(Beginning of RECORDS SUPPLIED)

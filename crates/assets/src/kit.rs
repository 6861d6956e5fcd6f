//! Built-in block kit.
//!
//! Blocks are authored with their entry at the local origin and the track
//! running along [`PROBE_AXIS`]. Lanes sit `LANE_OFFSET` to either side of the
//! center line; left is local +Z.

use autorunner_common::{layers, ExitSuffix, Lane, Transform, PROBE_AXIS};
use glam::Vec3;

use crate::template::{BlockTemplate, DecorationGroup, FloorBox};

pub const LANE_OFFSET: f32 = 1.5;
pub const HALF_WIDTH: f32 = 2.5;
pub const WAYPOINT_STEP: f32 = 2.0;
const FLOOR_HALF_HEIGHT: f32 = 1.0;
/// Distance from a turn's entry to the center of its corner.
const CORNER: f32 = 6.0;

/// Templates of the built-in kit. The first one is the start block.
pub fn builtin_kit() -> Vec<BlockTemplate> {
    vec![
        straight("Start", 1, 20.0),
        straight("Straight", 1, 16.0),
        straight("Plank", 0, 8.0),
        turn("TurnLeft", 1.0),
        turn("TurnRight", -1.0),
        fork("Fork"),
    ]
}

pub fn straight(name: &str, outs: u32, length: f32) -> BlockTemplate {
    let mut t = BlockTemplate::new(name, outs);
    let exit = Transform::from_position(PROBE_AXIS * length);
    t.anchors.insert(ExitSuffix::In, Transform::IDENTITY);
    t.anchors.insert(ExitSuffix::Out, exit);
    if t.is_dead_end() {
        lay_lanes(&mut t, ExitSuffix::In, &Transform::IDENTITY, length);
    } else {
        let half = length * 0.5;
        lay_lanes(&mut t, ExitSuffix::In, &Transform::IDENTITY, half);
        let mid = Transform::from_position(PROBE_AXIS * half);
        lay_lanes(&mut t, ExitSuffix::Out, &mid, half);
    }
    t.floor.push(floor(
        Vec3::new(-length, -FLOOR_HALF_HEIGHT, -HALF_WIDTH),
        Vec3::new(0.0, FLOOR_HALF_HEIGHT, HALF_WIDTH),
    ));
    t.groups = decorations();
    t
}

/// Ninety-degree turn; `side` is `1.0` for left and `-1.0` for right.
pub fn turn(name: &str, side: f32) -> BlockTemplate {
    let mut t = BlockTemplate::new(name, 1);
    let corner = Transform::from_yaw_degrees(PROBE_AXIS * CORNER, 90.0 * side);
    let exit = corner.mul_transform(&Transform::from_position(PROBE_AXIS * CORNER));
    t.anchors.insert(ExitSuffix::In, Transform::IDENTITY);
    t.anchors.insert(ExitSuffix::Out, exit);
    lay_lanes(&mut t, ExitSuffix::In, &Transform::IDENTITY, CORNER);
    lay_lanes(&mut t, ExitSuffix::Out, &corner, CORNER);
    t.floor.push(stem());
    let (z_min, z_max) = if side > 0.0 {
        (HALF_WIDTH, CORNER)
    } else {
        (-CORNER, -HALF_WIDTH)
    };
    t.floor.push(floor(
        Vec3::new(-CORNER - HALF_WIDTH, -FLOOR_HALF_HEIGHT, z_min),
        Vec3::new(-CORNER + HALF_WIDTH, FLOOR_HALF_HEIGHT, z_max),
    ));
    t.groups = decorations();
    t
}

/// T-junction with a left and a right exit.
pub fn fork(name: &str) -> BlockTemplate {
    let mut t = BlockTemplate::new(name, 2);
    t.anchors.insert(ExitSuffix::In, Transform::IDENTITY);
    lay_lanes(&mut t, ExitSuffix::In, &Transform::IDENTITY, CORNER);
    for (suffix, side) in [(ExitSuffix::OutL, 1.0), (ExitSuffix::OutR, -1.0)] {
        let corner = Transform::from_yaw_degrees(PROBE_AXIS * CORNER, 90.0 * side);
        let exit = corner.mul_transform(&Transform::from_position(PROBE_AXIS * CORNER));
        t.anchors.insert(suffix, exit);
        lay_lanes(&mut t, suffix, &corner, CORNER);
    }
    t.floor.push(stem());
    t.floor.push(floor(
        Vec3::new(-CORNER - HALF_WIDTH, -FLOOR_HALF_HEIGHT, -CORNER),
        Vec3::new(-CORNER + HALF_WIDTH, FLOOR_HALF_HEIGHT, CORNER),
    ));
    t.groups = vec![DecorationGroup {
        name: "Clear".into(),
        items: Vec::new(),
    }];
    t
}

/// Sample waypoints for all three lanes, walking `length` units forward
/// from `from`. The starting point itself is not emitted.
fn lay_lanes(t: &mut BlockTemplate, suffix: ExitSuffix, from: &Transform, length: f32) {
    let steps = (length / WAYPOINT_STEP).ceil().max(1.0) as usize;
    let forward = from.transform_vector(PROBE_AXIS);
    let lateral = from.transform_vector(Vec3::Z);
    for lane in Lane::ALL {
        let offset = match lane {
            Lane::Left => LANE_OFFSET,
            Lane::Center => 0.0,
            Lane::Right => -LANE_OFFSET,
        };
        let points = (1..=steps)
            .map(|i| {
                let distance = (i as f32 * WAYPOINT_STEP).min(length);
                from.position + forward * distance + lateral * offset
            })
            .collect();
        t.paths.insert(lane.group_name(suffix), points);
    }
}

fn stem() -> FloorBox {
    floor(
        Vec3::new(-CORNER - HALF_WIDTH, -FLOOR_HALF_HEIGHT, -HALF_WIDTH),
        Vec3::new(0.0, FLOOR_HALF_HEIGHT, HALF_WIDTH),
    )
}

fn floor(min: Vec3, max: Vec3) -> FloorBox {
    FloorBox {
        min,
        max,
        layer: layers::FLOOR,
    }
}

fn decorations() -> Vec<DecorationGroup> {
    vec![
        DecorationGroup {
            name: "Coins".into(),
            items: vec!["Coin".into(), "Coin".into(), "Coin".into()],
        },
        DecorationGroup {
            name: "Barrier".into(),
            items: vec!["Barrier".into()],
        },
        DecorationGroup {
            name: "Clear".into(),
            items: Vec::new(),
        },
    ]
}

#[cfg(test)]
mod tests {
    use super::*;

    #[test]
    fn builtin_kit_validates() {
        for t in builtin_kit() {
            t.validate().unwrap();
        }
    }

    #[test]
    fn start_block_comes_first() {
        assert_eq!(builtin_kit()[0].name, "Start");
    }

    #[test]
    fn left_turn_exits_towards_local_left() {
        let t = turn("TurnLeft", 1.0);
        let exit = t.anchor(ExitSuffix::Out).unwrap();
        assert!(exit.position.abs_diff_eq(Vec3::new(-CORNER, 0.0, CORNER), 1e-4));
        let heading = exit.transform_vector(PROBE_AXIS);
        assert!(heading.abs_diff_eq(Vec3::Z, 1e-4));
    }

    #[test]
    fn fork_exits_face_opposite_ways() {
        let t = fork("Fork");
        let left = t.anchor(ExitSuffix::OutL).unwrap().transform_vector(PROBE_AXIS);
        let right = t.anchor(ExitSuffix::OutR).unwrap().transform_vector(PROBE_AXIS);
        assert!((left + right).length() < 1e-4);
    }

    #[test]
    fn lanes_end_at_segment_end() {
        let t = straight("Straight", 1, 16.0);
        let center = t.path(Lane::Center, ExitSuffix::Out).unwrap();
        let last = center.last().unwrap();
        assert!(last.abs_diff_eq(PROBE_AXIS * 16.0, 1e-4));
        let left = t.path(Lane::Left, ExitSuffix::Out).unwrap();
        assert!((left.last().unwrap().z - LANE_OFFSET).abs() < 1e-4);
    }
}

(End of RECORDS SUPPLIED)

WHAT IS NEEDED:
Here the output must be the lines above from the line with "of its corner." to the line with "a right exit.", both included, duplicated word for word and nothing else.

WRITTEN ANSWER:
/// Distance from a turn's entry to the center of its corner.
const CORNER: f32 = 6.0;

/// Templates of the built-in kit. The first one is the start block.
pub fn builtin_kit() -> Vec<BlockTemplate> {
    vec![
        straight("Start", 1, 20.0),
        straight("Straight", 1, 16.0),
        straight("Plank", 0, 8.0),
        turn("TurnLeft", 1.0),
        turn("TurnRight", -1.0),
        fork("Fork"),
    ]
}

pub fn straight(name: &str, outs: u32, length: f32) -> BlockTemplate {
    let mut t = BlockTemplate::new(name, outs);
    let exit = Transform::from_position(PROBE_AXIS * length);
    t.anchors.insert(ExitSuffix::In, Transform::IDENTITY);
    t.anchors.insert(ExitSuffix::Out, exit);
    if t.is_dead_end() {
        lay_lanes(&mut t, ExitSuffix::In, &Transform::IDENTITY, length);
    } else {
        let half = length * 0.5;
        lay_lanes(&mut t, ExitSuffix::In, &Transform::IDENTITY, half);
        let mid = Transform::from_position(PROBE_AXIS * half);
        lay_lanes(&mut t, ExitSuffix::Out, &mid, half);
    }
    t.floor.push(floor(
        Vec3::new(-length, -FLOOR_HALF_HEIGHT, -HALF_WIDTH),
        Vec3::new(0.0, FLOOR_HALF_HEIGHT, HALF_WIDTH),
    ));
    t.groups = decorations();
    t
}

/// Ninety-degree turn; `side` is `1.0` for left and `-1.0` for right.
pub fn turn(name: &str, side: f32) -> BlockTemplate {
    let mut t = BlockTemplate::new(name, 1);
    let corner = Transform::from_yaw_degrees(PROBE_AXIS * CORNER, 90.0 * side);
    let exit = corner.mul_transform(&Transform::from_position(PROBE_AXIS * CORNER));
    t.anchors.insert(ExitSuffix::In, Transform::IDENTITY);
    t.anchors.insert(ExitSuffix::Out, exit);
    lay_lanes(&mut t, ExitSuffix::In, &Transform::IDENTITY, CORNER);
    lay_lanes(&mut t, ExitSuffix::Out, &corner, CORNER);
    t.floor.push(stem());
    let (z_min, z_max) = if side > 0.0 {
        (HALF_WIDTH, CORNER)
    } else {
        (-CORNER, -HALF_WIDTH)
    };
    t.floor.push(floor(
        Vec3::new(-CORNER - HALF_WIDTH, -FLOOR_HALF_HEIGHT, z_min),
        Vec3::new(-CORNER + HALF_WIDTH, FLOOR_HALF_HEIGHT, z_max),
    ));
    t.groups = decorations();
    t
}

/// T-junction with a left and a right exit.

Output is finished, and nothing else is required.